The new building will change the feel of a downtown populated by luxury retailers, which aren’t exactly gathering places, Friedman told the HPC.

“You don’t have the energy of people,” he said of downtown Aspen. “You don’t look into a luxury retail store and see many customers. Also missing in Aspen is that hospitality has been priced off the ground floor. If you look for places of hospitality, food, wine, etcetera, they are now either in the basement or just on the rooftop. What happens to this town at night, again from my point of view, is I think the town feels empty and it feels dead. You walk through this beautiful little town and you see dark storefronts everywhere and you don’t see any kind of energy or interaction at the street level. I think that problem frames an opportunity for our business … about creating a sense of space that feels hospitable.”
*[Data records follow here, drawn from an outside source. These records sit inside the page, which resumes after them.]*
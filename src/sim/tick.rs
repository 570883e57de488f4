//! Fixed timestep simulation tick
//!
//! One call advances every entity by one frame, then resolves hits.

use log::debug;

use super::collision::hit_check;
use super::input::InputState;
use super::pilot::enemy_input;
use super::state::{Bullet, Entity, Fighter, GameEvent, RemovalReason, World};
use crate::consts::KNOCKBACK_DIVISOR;

/// Advance the world by one frame
///
/// Entities are stepped in list order. Bullets fired this frame are placed
/// just before their firer and first move on the next frame.
pub fn tick(world: &mut World, input: &InputState) {
    world.frame += 1;
    world.events.clear();
    world.input = *input;

    let entities = std::mem::take(&mut world.entities);
    world.objects_at_step = entities.len();
    let mut survivors = Vec::with_capacity(entities.len() + 2);

    for entity in entities {
        match entity {
            Entity::Player(mut fighter) => {
                if let Some(bullet) = step_fighter(world, &mut fighter, input) {
                    survivors.push(Entity::Bullet(bullet));
                }
                survivors.push(Entity::Player(fighter));
            }
            Entity::Enemy(mut fighter) => {
                let pilot = enemy_input(&fighter);
                if let Some(bullet) = step_fighter(world, &mut fighter, &pilot) {
                    survivors.push(Entity::Bullet(bullet));
                }
                survivors.push(Entity::Enemy(fighter));
            }
            Entity::Bullet(mut bullet) => match step_bullet(&mut bullet) {
                Ok(()) => survivors.push(Entity::Bullet(bullet)),
                Err(reason) => world.events.push(GameEvent::BulletRemoved {
                    bullet_id: bullet.id,
                    reason,
                }),
            },
            hud @ (Entity::FpsHud | Entity::InputHud) => survivors.push(hud),
        }
    }

    world.entities = survivors;
    resolve_hits(world);
}

/// Move a fighter for one frame; returns a bullet if it fired
fn step_fighter(world: &mut World, fighter: &mut Fighter, input: &InputState) -> Option<Bullet> {
    let facing_at_start = fighter.backward;
    fighter.apply_input(input);

    let bullet = if fighter.update_trigger(input.b) {
        let (pos, vel) = fighter.muzzle(facing_at_start);
        let bullet = Bullet {
            id: world.next_entity_id(),
            pos,
            vel,
            rotation: fighter.rotation,
            backward: fighter.backward,
            layer: fighter.layer,
            hit: false,
        };
        fighter.apply_recoil(facing_at_start);
        debug!("fighter {} fired bullet {}", fighter.id, bullet.id);
        world.events.push(GameEvent::BulletFired {
            bullet_id: bullet.id,
            owner_id: fighter.id,
        });
        Some(bullet)
    } else {
        None
    };

    fighter.integrate();
    bullet
}

/// Move a bullet; `Err` means it should be removed
fn step_bullet(bullet: &mut Bullet) -> Result<(), RemovalReason> {
    if bullet.hit {
        return Err(RemovalReason::Spent);
    }

    bullet.pos += bullet.vel;

    if bullet.is_out_of_bounds() {
        return Err(RemovalReason::OutOfBounds);
    }
    Ok(())
}

/// Test every fighter against every opposing bullet
///
/// Hits only nudge velocities, so all tests run against the same poses
/// before any effect is applied.
fn resolve_hits(world: &mut World) {
    let mut hits: Vec<(usize, usize)> = Vec::new();

    for (fi, fighter) in world
        .entities
        .iter()
        .enumerate()
        .filter_map(|(i, e)| e.as_fighter().map(|f| (i, f)))
    {
        let body = fighter.hitbox();
        for (bi, bullet) in world
            .entities
            .iter()
            .enumerate()
            .filter_map(|(i, e)| e.as_bullet().map(|b| (i, b)))
        {
            if bullet.layer == fighter.layer {
                continue;
            }
            if hit_check(&body, &bullet.hitbox()) {
                hits.push((fi, bi));
            }
        }
    }

    for (fi, bi) in hits {
        let (bullet_id, knockback) = match &mut world.entities[bi] {
            Entity::Bullet(bullet) => {
                bullet.hit = true;
                (bullet.id, bullet.vel / KNOCKBACK_DIVISOR)
            }
            _ => continue,
        };
        if let Entity::Player(fighter) | Entity::Enemy(fighter) = &mut world.entities[fi] {
            fighter.vel += knockback;
            fighter.hits_taken += 1;
            debug!("bullet {} hit fighter {}", bullet_id, fighter.id);
            world.events.push(GameEvent::Hit {
                fighter_id: fighter.id,
                bullet_id,
            });
        }
    }
}

#[cfg(test)]
mod tests {
    use super::*;
    use crate::consts::*;
    use crate::sim::state::{ENEMY_LAYER, PLAYER_LAYER};
    use glam::Vec2;
    use proptest::prelude::*;

    fn fire() -> InputState {
        InputState {
            b: true,
            ..Default::default()
        }
    }

    fn bullet(world: &mut World, pos: Vec2, vel: Vec2, layer: u8) -> Bullet {
        Bullet {
            id: world.next_entity_id(),
            pos,
            vel,
            rotation: 0.0,
            backward: false,
            layer,
            hit: false,
        }
    }

    /// A world holding only a single player-side fighter
    fn lone_player() -> World {
        let mut world = World::empty();
        let id = world.next_entity_id();
        world
            .entities
            .push(Entity::Player(Fighter::new(id, 100.0, false, PLAYER_LAYER)));
        world
    }

    #[test]
    fn test_idle_world_is_stable() {
        let mut world = World::new();
        for _ in 0..60 {
            tick(&mut world, &InputState::default());
        }
        assert_eq!(world.player().unwrap().pos, Vec2::new(30.0, HORIZON_HEIGHT));
        assert_eq!(world.bullets().count(), 0);
        assert_eq!(world.frame, 60);
    }

    #[test]
    fn test_spawned_bullet_precedes_firer() {
        let mut world = lone_player();
        tick(&mut world, &fire());
        assert_eq!(world.entities.len(), 2);
        assert!(matches!(world.entities[0], Entity::Bullet(_)));
        assert!(matches!(world.entities[1], Entity::Player(_)));
        assert!(matches!(
            world.events[0],
            GameEvent::BulletFired { .. }
        ));
    }

    #[test]
    fn test_new_bullet_not_stepped_same_frame() {
        let mut world = lone_player();
        tick(&mut world, &fire());
        let b = world.bullets().next().unwrap();
        // Muzzle sits 10 above the draw centre
        assert!((b.pos - Vec2::new(100.0, HORIZON_HEIGHT - 20.0)).length() < 1e-4);
    }

    #[test]
    fn test_held_fire_bursts_five_every_ten_frames() {
        let mut world = lone_player();
        let mut fired = 0;
        for _ in 0..20 {
            tick(&mut world, &fire());
            fired += world
                .events
                .iter()
                .filter(|e| matches!(e, GameEvent::BulletFired { .. }))
                .count();
        }
        assert_eq!(fired, 10);
    }

    #[test]
    fn test_recoil_pushes_against_aim() {
        let mut world = lone_player();
        tick(&mut world, &fire());
        // Facing right, recoil pushes left and slightly up
        let p = world.player().unwrap();
        assert!(p.pos.x < 100.0);
        assert!(p.pos.y < HORIZON_HEIGHT);
    }

    #[test]
    fn test_turning_while_firing_keeps_start_facing() {
        let mut world = lone_player();
        let turn_and_fire = InputState {
            l_left: true,
            b: true,
            ..Default::default()
        };
        tick(&mut world, &turn_and_fire);

        // The shot leaves along the facing the frame began with,
        // while the bullet sprite takes the new facing
        let b = world.bullets().next().unwrap();
        assert!((b.vel - Vec2::new(BULLET_SPEED, 0.0)).length() < 1e-4);
        assert!(b.backward);

        let p = world.player().unwrap();
        assert!(p.backward);
        // Walk nudge (-0.5) plus unmirrored recoil (-2.0), then damping
        assert!((p.vel.x - (-2.5 * HORIZONTAL_DAMPING)).abs() < 1e-4);

        // Next frame the new facing applies
        tick(&mut world, &turn_and_fire);
        let newest = world.bullets().last().unwrap();
        assert!((newest.vel - Vec2::new(-BULLET_SPEED, 0.0)).length() < 1e-4);
    }

    #[test]
    fn test_hud_count_is_taken_before_the_step() {
        let mut world = World::new();
        tick(&mut world, &fire());
        assert_eq!(world.entities.len(), 5);
        assert_eq!(world.objects_at_step, 4);
        tick(&mut world, &InputState::default());
        assert_eq!(world.objects_at_step, 5);
    }

    #[test]
    fn test_bullet_removed_on_frame_it_leaves_bounds() {
        let mut world = World::empty();
        let b = bullet(&mut world, Vec2::new(335.0, 100.0), Vec2::new(10.0, 0.0), PLAYER_LAYER);
        world.entities.push(Entity::Bullet(b));
        tick(&mut world, &InputState::default());
        assert_eq!(world.bullets().count(), 0);
        assert!(matches!(
            world.events[0],
            GameEvent::BulletRemoved {
                reason: RemovalReason::OutOfBounds,
                ..
            }
        ));
    }

    #[test]
    fn test_bullet_hits_enemy_and_is_removed_next_frame() {
        let mut world = World::empty();
        let enemy_id = world.next_entity_id();
        let mut enemy = Fighter::new(enemy_id, 200.0, true, ENEMY_LAYER);
        // Park at the station so the autopilot holds still horizontally
        enemy.pos = Vec2::new(250.0, HORIZON_HEIGHT);
        world.entities.push(Entity::Enemy(enemy));
        let b = bullet(
            &mut world,
            Vec2::new(220.0, HORIZON_HEIGHT - 15.0),
            Vec2::new(30.0, 0.0),
            PLAYER_LAYER,
        );
        world.entities.push(Entity::Bullet(b));

        tick(&mut world, &InputState::default());
        assert!(world.events.iter().any(|e| matches!(
            e,
            GameEvent::Hit { fighter_id, .. } if *fighter_id == enemy_id
        )));
        let enemy = world.enemy().unwrap();
        assert_eq!(enemy.hits_taken, 1);
        assert!(world.bullets().next().unwrap().hit);

        tick(&mut world, &InputState::default());
        assert_eq!(world.bullets().count(), 0);
        assert!(world.events.iter().any(|e| matches!(
            e,
            GameEvent::BulletRemoved {
                reason: RemovalReason::Spent,
                ..
            }
        )));
    }

    #[test]
    fn test_knockback_is_tenth_of_bullet_velocity() {
        let mut world = lone_player();
        let b = bullet(
            &mut world,
            Vec2::new(80.0, HORIZON_HEIGHT - 15.0),
            Vec2::new(30.0, 0.0),
            ENEMY_LAYER,
        );
        world.entities.push(Entity::Bullet(b));
        tick(&mut world, &InputState::default());
        let p = world.player().unwrap();
        assert_eq!(p.hits_taken, 1);
        assert!((p.vel.x - 3.0).abs() < 1e-5);
    }

    #[test]
    fn test_bullet_ignores_own_layer() {
        let mut world = lone_player();
        let b = bullet(
            &mut world,
            Vec2::new(80.0, HORIZON_HEIGHT - 15.0),
            Vec2::new(30.0, 0.0),
            PLAYER_LAYER,
        );
        world.entities.push(Entity::Bullet(b));
        tick(&mut world, &InputState::default());
        assert_eq!(world.player().unwrap().hits_taken, 0);
        assert!(!world.bullets().next().unwrap().hit);
    }

    #[test]
    fn test_hud_entries_survive() {
        let mut world = World::new();
        tick(&mut world, &InputState::default());
        assert!(world.entities.iter().any(|e| matches!(e, Entity::FpsHud)));
        assert!(world.entities.iter().any(|e| matches!(e, Entity::InputHud)));
    }

    #[test]
    fn test_enemy_climbs_toward_station() {
        let mut world = World::new();
        for _ in 0..10 {
            tick(&mut world, &InputState::default());
        }
        let enemy = world.enemy().unwrap();
        assert!(enemy.pos.y < HORIZON_HEIGHT);
        assert!(enemy.pos.x < 290.0);
    }

    fn arb_input() -> impl Strategy<Value = InputState> {
        prop::collection::vec(any::<bool>(), 10).prop_map(|f| InputState {
            l_left: f[0],
            l_right: f[1],
            l_top: f[2],
            l_bottom: f[3],
            r_left: f[4],
            r_right: f[5],
            r_top: f[6],
            r_bottom: f[7],
            a: f[8],
            b: f[9],
        })
    }

    proptest! {
        #[test]
        fn rotation_stays_clamped(inputs in prop::collection::vec(arb_input(), 1..80)) {
            let mut world = World::new();
            for input in &inputs {
                tick(&mut world, input);
                let p = world.player().unwrap();
                prop_assert!(p.rotation >= -AIM_LIMIT && p.rotation <= AIM_LIMIT);
            }
        }

        #[test]
        fn no_friendly_fire(inputs in prop::collection::vec(arb_input(), 1..60)) {
            let mut world = World::new();
            for input in &inputs {
                tick(&mut world, input);
                // The enemy never fires, so the player can never be hit
                prop_assert_eq!(world.player().unwrap().hits_taken, 0);
                for event in &world.events {
                    if let GameEvent::Hit { fighter_id, .. } = event {
                        prop_assert_eq!(Some(*fighter_id), world.enemy().map(|e| e.id));
                    }
                }
            }
        }

        #[test]
        fn bullets_never_linger_out_of_bounds(inputs in prop::collection::vec(arb_input(), 1..80)) {
            let mut world = World::new();
            for input in &inputs {
                tick(&mut world, input);
                for b in world.bullets() {
                    // Fresh bullets sit at the muzzle; all others are in bounds
                    let fresh = world.events.iter().any(|e| matches!(
                        e,
                        GameEvent::BulletFired { bullet_id, .. } if *bullet_id == b.id
                    ));
                    prop_assert!(!b.is_out_of_bounds() || fresh);
                }
            }
        }
    }
}
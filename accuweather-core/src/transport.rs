use std::{fmt::Debug, time::Duration};

use async_trait::async_trait;
use reqwest::Client;
use tracing::debug;

use crate::error::Result;

/// Raw answer from the HTTP layer, before any status or JSON handling.
#[derive(Debug, Clone, PartialEq, Eq)]
pub struct TransportResponse {
    pub status: u16,
    pub body: String,
}

impl TransportResponse {
    pub fn new(status: u16, body: impl Into<String>) -> Self {
        Self {
            status,
            body: body.into(),
        }
    }

    pub fn is_success(&self) -> bool {
        (200..300).contains(&self.status)
    }
}

/// Issues GET requests on behalf of a [`Connection`](crate::Connection).
///
/// Implementations report connection-level failures as
/// [`AccuweatherError::ApiConnection`](crate::AccuweatherError::ApiConnection) and
/// return every HTTP answer, successful or not, as a [`TransportResponse`].
#[async_trait]
pub trait Transport: Send + Sync + Debug {
    async fn get(&self, url: &str, query: &[(&str, String)]) -> Result<TransportResponse>;
}

#[derive(Debug, Clone)]
pub struct ReqwestTransport {
    http: Client,
}

impl ReqwestTransport {
    pub fn new(timeout: Duration) -> Result<Self> {
        let http = Client::builder().timeout(timeout).build()?;
        Ok(Self { http })
    }
}

#[async_trait]
impl Transport for ReqwestTransport {
    async fn get(&self, url: &str, query: &[(&str, String)]) -> Result<TransportResponse> {
        let res = self.http.get(url).query(query).send().await?;

        let status = res.status().as_u16();
        let body = res.text().await?;
        debug!(status, body = %truncate_body(&body), "AccuWeather response");

        Ok(TransportResponse { status, body })
    }
}

pub(crate) fn truncate_body(body: &str) -> String {
    const MAX: usize = 200;
    match body.char_indices().nth(MAX) {
        Some((idx, _)) => format!("{}...", &body[..idx]),
        None => body.to_string(),
    }
}

#[cfg(test)]
mod tests {
    use super::*;
    use crate::error::AccuweatherError;
    use wiremock::matchers::{method, path, query_param};
    use wiremock::{Mock, MockServer, ResponseTemplate};

    #[tokio::test]
    async fn passes_query_and_returns_body() {
        let mock_server = MockServer::start().await;

        Mock::given(method("GET"))
            .and(path("/locations/v1/cities/ipaddress.json"))
            .and(query_param("apikey", "k"))
            .and(query_param("q", "81.156.190.65"))
            .respond_with(
                ResponseTemplate::new(200).set_body_json(serde_json::json!({"Key": "330732"})),
            )
            .mount(&mock_server)
            .await;

        let transport = ReqwestTransport::new(Duration::from_secs(5)).unwrap();
        let url = format!("{}/locations/v1/cities/ipaddress.json", mock_server.uri());
        let query = [
            ("apikey", "k".to_string()),
            ("q", "81.156.190.65".to_string()),
        ];
        let res = transport.get(&url, &query).await.unwrap();

        assert!(res.is_success());
        assert!(res.body.contains("330732"));
    }

    #[tokio::test]
    async fn error_statuses_are_returned_not_raised() {
        let mock_server = MockServer::start().await;

        Mock::given(method("GET"))
            .respond_with(ResponseTemplate::new(403))
            .mount(&mock_server)
            .await;

        let transport = ReqwestTransport::new(Duration::from_secs(5)).unwrap();
        let res = transport.get(&mock_server.uri(), &[]).await.unwrap();

        assert_eq!(res.status, 403);
        assert!(!res.is_success());
    }

    #[tokio::test]
    async fn unreachable_host_is_a_connection_error() {
        let transport = ReqwestTransport::new(Duration::from_secs(2)).unwrap();
        let err = transport.get("http://127.0.0.1:9/", &[]).await.unwrap_err();

        assert!(matches!(err, AccuweatherError::ApiConnection(_)));
    }

    #[test]
    fn truncate_body_respects_char_boundaries() {
        let long = "é".repeat(300);
        let out = truncate_body(&long);
        assert!(out.ends_with("..."));
        assert_eq!(out.chars().count(), 203);

        assert_eq!(truncate_body("short"), "short");
    }
}
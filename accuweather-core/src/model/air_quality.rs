use std::collections::BTreeMap;

use serde::{Deserialize, Serialize};
use serde_json::Value;

use super::{decode, elements};
use crate::error::Result;

/// One pollutant reading.
#[derive(Debug, Clone, PartialEq, Serialize, Deserialize)]
#[serde(rename_all = "PascalCase")]
pub struct AirQualityFactor {
    pub name: String,
    pub value: f64,
    pub category: String,
    #[serde(rename = "CategoryValue")]
    pub band: i64,
}

impl AirQualityFactor {
    pub fn from_payload(payload: &Value) -> Result<Self> {
        decode(payload)
    }
}

/// Pollutant readings keyed by lower-cased factor name.
#[derive(Debug, Clone, PartialEq, Default, Serialize)]
pub struct AirQuality {
    pub factors: BTreeMap<String, AirQualityFactor>,
}

impl AirQuality {
    pub fn from_payload(payload: &Value) -> Result<Self> {
        let mut factors = BTreeMap::new();
        for entry in elements(payload)? {
            let factor = AirQualityFactor::from_payload(entry)?;
            factors.insert(factor.name.to_lowercase(), factor);
        }
        Ok(Self { factors })
    }

    /// Case-insensitive lookup, e.g. `get("Ozone")` or `get("pm2.5")`.
    pub fn get(&self, name: &str) -> Option<&AirQualityFactor> {
        self.factors.get(&name.to_lowercase())
    }

    pub fn len(&self) -> usize {
        self.factors.len()
    }

    pub fn is_empty(&self) -> bool {
        self.factors.is_empty()
    }

    pub fn iter(&self) -> impl Iterator<Item = &AirQualityFactor> {
        self.factors.values()
    }
}

#[cfg(test)]
mod tests {
    use super::*;
    use crate::error::AccuweatherError;
    use serde_json::json;

    #[test]
    fn factors_keyed_by_lowercase_name() {
        let payload = json!([
            {"Name": "Ozone", "Value": 41.2, "Category": "Good", "CategoryValue": 1},
            {"Name": "PM2.5", "Value": 12.0, "Category": "Moderate", "CategoryValue": 2}
        ]);

        let aq = AirQuality::from_payload(&payload).unwrap();
        assert_eq!(aq.len(), 2);
        assert_eq!(aq.get("OZONE").unwrap().band, 1);
        assert_eq!(aq.factors["pm2.5"].category, "Moderate");
    }

    #[test]
    fn factor_without_category_aborts() {
        let payload = json!([{"Name": "Ozone", "Value": 41.2, "CategoryValue": 1}]);
        assert!(matches!(
            AirQuality::from_payload(&payload),
            Err(AccuweatherError::MalformedResponse(_))
        ));
    }
}
use anyhow::{Context, Result, anyhow};
use directories::ProjectDirs;
use serde::{Deserialize, Serialize};
use std::{
    fs,
    path::{Path, PathBuf},
    time::Duration,
};

use crate::{
    connection::{ConnectionConfig, DEFAULT_LANGUAGE},
    endpoint::ApiVariant,
};

/// Environment variable consulted for the API key.
pub const API_KEY_ENV: &str = "ACCUWEATHER_APIKEY";

/// Settings stored on disk.
///
/// Example TOML:
/// ```toml
/// api_key = "0123456789abcdef0123456789abcdef"
/// variant = "development"
/// version = 1
/// language = "en"
/// timeout_secs = 10
/// ```
#[derive(Debug, Clone, PartialEq, Serialize, Deserialize)]
#[serde(default)]
pub struct Config {
    pub api_key: Option<String>,
    pub variant: ApiVariant,
    pub version: u32,
    pub language: String,
    pub timeout_secs: u64,
}

impl Default for Config {
    fn default() -> Self {
        Self {
            api_key: None,
            variant: ApiVariant::default(),
            version: 1,
            language: DEFAULT_LANGUAGE.to_string(),
            timeout_secs: 10,
        }
    }
}

impl Config {
    /// Load config from disk, or return defaults if it doesn't exist yet.
    pub fn load() -> Result<Self> {
        Self::load_from(&Self::config_file_path()?)
    }

    pub fn load_from(path: &Path) -> Result<Self> {
        if !path.exists() {
            // First run: no config file.
            return Ok(Self::default());
        }

        let contents = fs::read_to_string(path)
            .with_context(|| format!("Failed to read config file: {}", path.display()))?;

        toml::from_str(&contents)
            .with_context(|| format!("Failed to parse config file: {}", path.display()))
    }

    /// Save config to disk, creating parent directories as needed.
    pub fn save(&self) -> Result<()> {
        self.save_to(&Self::config_file_path()?)
    }

    pub fn save_to(&self, path: &Path) -> Result<()> {
        if let Some(parent) = path.parent() {
            fs::create_dir_all(parent).with_context(|| {
                format!("Failed to create config directory: {}", parent.display())
            })?;
        }

        let toml =
            toml::to_string_pretty(self).context("Failed to serialize configuration to TOML")?;

        fs::write(path, toml)
            .with_context(|| format!("Failed to write config file: {}", path.display()))?;

        Ok(())
    }

    /// Path to the config file.
    pub fn config_file_path() -> Result<PathBuf> {
        let dirs = ProjectDirs::from("com", "accuweather-client", "accuweather")
            .ok_or_else(|| anyhow!("Could not determine platform config directory"))?;

        Ok(dirs.config_dir().join("config.toml"))
    }

    /// Apply `ACCUWEATHER_APIKEY` on top of the file settings.
    pub fn with_env_overrides(self) -> Self {
        self.with_env_overrides_from(|name| std::env::var(name).ok())
    }

    /// Like [`Config::with_env_overrides`], reading variables through `lookup`.
    pub fn with_env_overrides_from(self, lookup: impl Fn(&str) -> Option<String>) -> Self {
        self.with_api_key_override(lookup(API_KEY_ENV))
    }

    /// Replace the stored key with `key` when one is given and non-blank.
    pub fn with_api_key_override(mut self, key: Option<String>) -> Self {
        if let Some(key) = key
            .map(|k| k.trim().to_string())
            .filter(|k| !k.is_empty())
        {
            self.api_key = Some(key);
        }
        self
    }

    /// Build the connection settings. An explicit key beats the environment,
    /// which beats the file.
    pub fn connection_config(&self, explicit_key: Option<String>) -> ConnectionConfig {
        self.connection_config_from(explicit_key, |name| std::env::var(name).ok())
    }

    pub fn connection_config_from(
        &self,
        explicit_key: Option<String>,
        lookup: impl Fn(&str) -> Option<String>,
    ) -> ConnectionConfig {
        let resolved = self
            .clone()
            .with_env_overrides_from(lookup)
            .with_api_key_override(explicit_key);

        ConnectionConfig {
            api_key: resolved.api_key,
            variant: resolved.variant,
            version: resolved.version,
            language: resolved.language,
            timeout: Duration::from_secs(resolved.timeout_secs),
        }
    }

    pub fn is_configured(&self) -> bool {
        self.api_key.is_some()
    }
}

#[cfg(test)]
mod tests {
    use super::*;

    const KEY: &str = "0123456789abcdef0123456789abcdef";

    #[test]
    fn missing_file_yields_defaults() {
        let dir = tempfile::tempdir().unwrap();
        let cfg = Config::load_from(&dir.path().join("absent.toml")).unwrap();

        assert_eq!(cfg, Config::default());
        assert!(!cfg.is_configured());
    }

    #[test]
    fn save_and_load_through_nested_directory() {
        let dir = tempfile::tempdir().unwrap();
        let path = dir.path().join("nested").join("config.toml");

        let cfg = Config {
            api_key: Some(KEY.into()),
            variant: ApiVariant::Production,
            language: "hu".into(),
            ..Config::default()
        };
        cfg.save_to(&path).unwrap();

        assert_eq!(Config::load_from(&path).unwrap(), cfg);
    }

    #[test]
    fn partial_file_fills_in_defaults() {
        let dir = tempfile::tempdir().unwrap();
        let path = dir.path().join("config.toml");
        fs::write(&path, "variant = \"production\"\n").unwrap();

        let cfg = Config::load_from(&path).unwrap();
        assert_eq!(cfg.variant, ApiVariant::Production);
        assert_eq!(cfg.language, "en");
        assert_eq!(cfg.timeout_secs, 10);
    }

    #[test]
    fn garbage_file_reports_path() {
        let dir = tempfile::tempdir().unwrap();
        let path = dir.path().join("config.toml");
        fs::write(&path, "variant = [").unwrap();

        let err = Config::load_from(&path).unwrap_err();
        assert!(err.to_string().contains("Failed to parse config file"));
    }

    #[test]
    fn override_replaces_key_unless_blank() {
        let cfg = Config {
            api_key: Some("from-file".into()),
            ..Config::default()
        };

        let kept = cfg.clone().with_api_key_override(Some("   ".into()));
        assert_eq!(kept.api_key.as_deref(), Some("from-file"));

        let kept = cfg.clone().with_api_key_override(None);
        assert_eq!(kept.api_key.as_deref(), Some("from-file"));

        let replaced = cfg.with_api_key_override(Some(KEY.into()));
        assert_eq!(replaced.api_key.as_deref(), Some(KEY));
    }

    fn env_with_key(name: &str) -> Option<String> {
        (name == API_KEY_ENV).then(|| "from-env".to_string())
    }

    #[test]
    fn environment_beats_file() {
        let cfg = Config {
            api_key: Some("from-file".into()),
            ..Config::default()
        };

        let resolved = cfg.clone().with_env_overrides_from(env_with_key);
        assert_eq!(resolved.api_key.as_deref(), Some("from-env"));

        let conn = cfg.connection_config_from(None, env_with_key);
        assert_eq!(conn.api_key.as_deref(), Some("from-env"));
    }

    #[test]
    fn unset_or_blank_environment_keeps_file_key() {
        let cfg = Config {
            api_key: Some("from-file".into()),
            ..Config::default()
        };

        let resolved = cfg.clone().with_env_overrides_from(|_| None);
        assert_eq!(resolved.api_key.as_deref(), Some("from-file"));

        let resolved = cfg.with_env_overrides_from(|_| Some(" ".into()));
        assert_eq!(resolved.api_key.as_deref(), Some("from-file"));
    }

    #[test]
    fn explicit_key_beats_environment_and_file() {
        let cfg = Config {
            api_key: Some("from-file".into()),
            timeout_secs: 3,
            ..Config::default()
        };

        let conn = cfg.connection_config_from(Some(KEY.into()), env_with_key);
        assert_eq!(conn.api_key.as_deref(), Some(KEY));
        assert_eq!(conn.timeout, Duration::from_secs(3));
        assert_eq!(conn.variant, ApiVariant::Development);
    }
}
Friedman said downtown Aspen has a “great history, important heritage and incredible charm and community. You can’t miss any of those things when you’re there. Of those pieces of the town, I think there’s one thing eroding, at least from my point of view and my visits there trying to look at town through a critical eye. What’s eroding the town is a sense of community ….  I think the town over the years is attracting more and more luxury stores. They drive a lot of revenues, create a lot of taxes. The thing that’s not so great about luxury stores: They’re not full of people. Luxury stores have a high transaction value but not a lot of transactions.”

RH Gallery on Galena will bookend the 400 block of East Cooper, where the Red Onion building is being modernized for a new restaurant.

“The project did slow down to accommodate design changes and this review with HPC, which has been underway since late Winter,” Bendon said in the email. “The permit is active and construction activity is ongoing.  Footers are being framed this week and next, and concrete pours are scheduled during the first part of October.”

The same block also calls for a performance hub for the JAS Aspen Snowmass nonprofit. The new restaurant and performing arts space are not part of RH’s endeavor, but are in Hunt-owned properties.

The HPC is the governing body over the current changes being proposed by RH and M Development because the project under review is located in Aspen’s historic district. Aspen City Council also has the authority to review the HPC’s decision and let it stand or examine it further.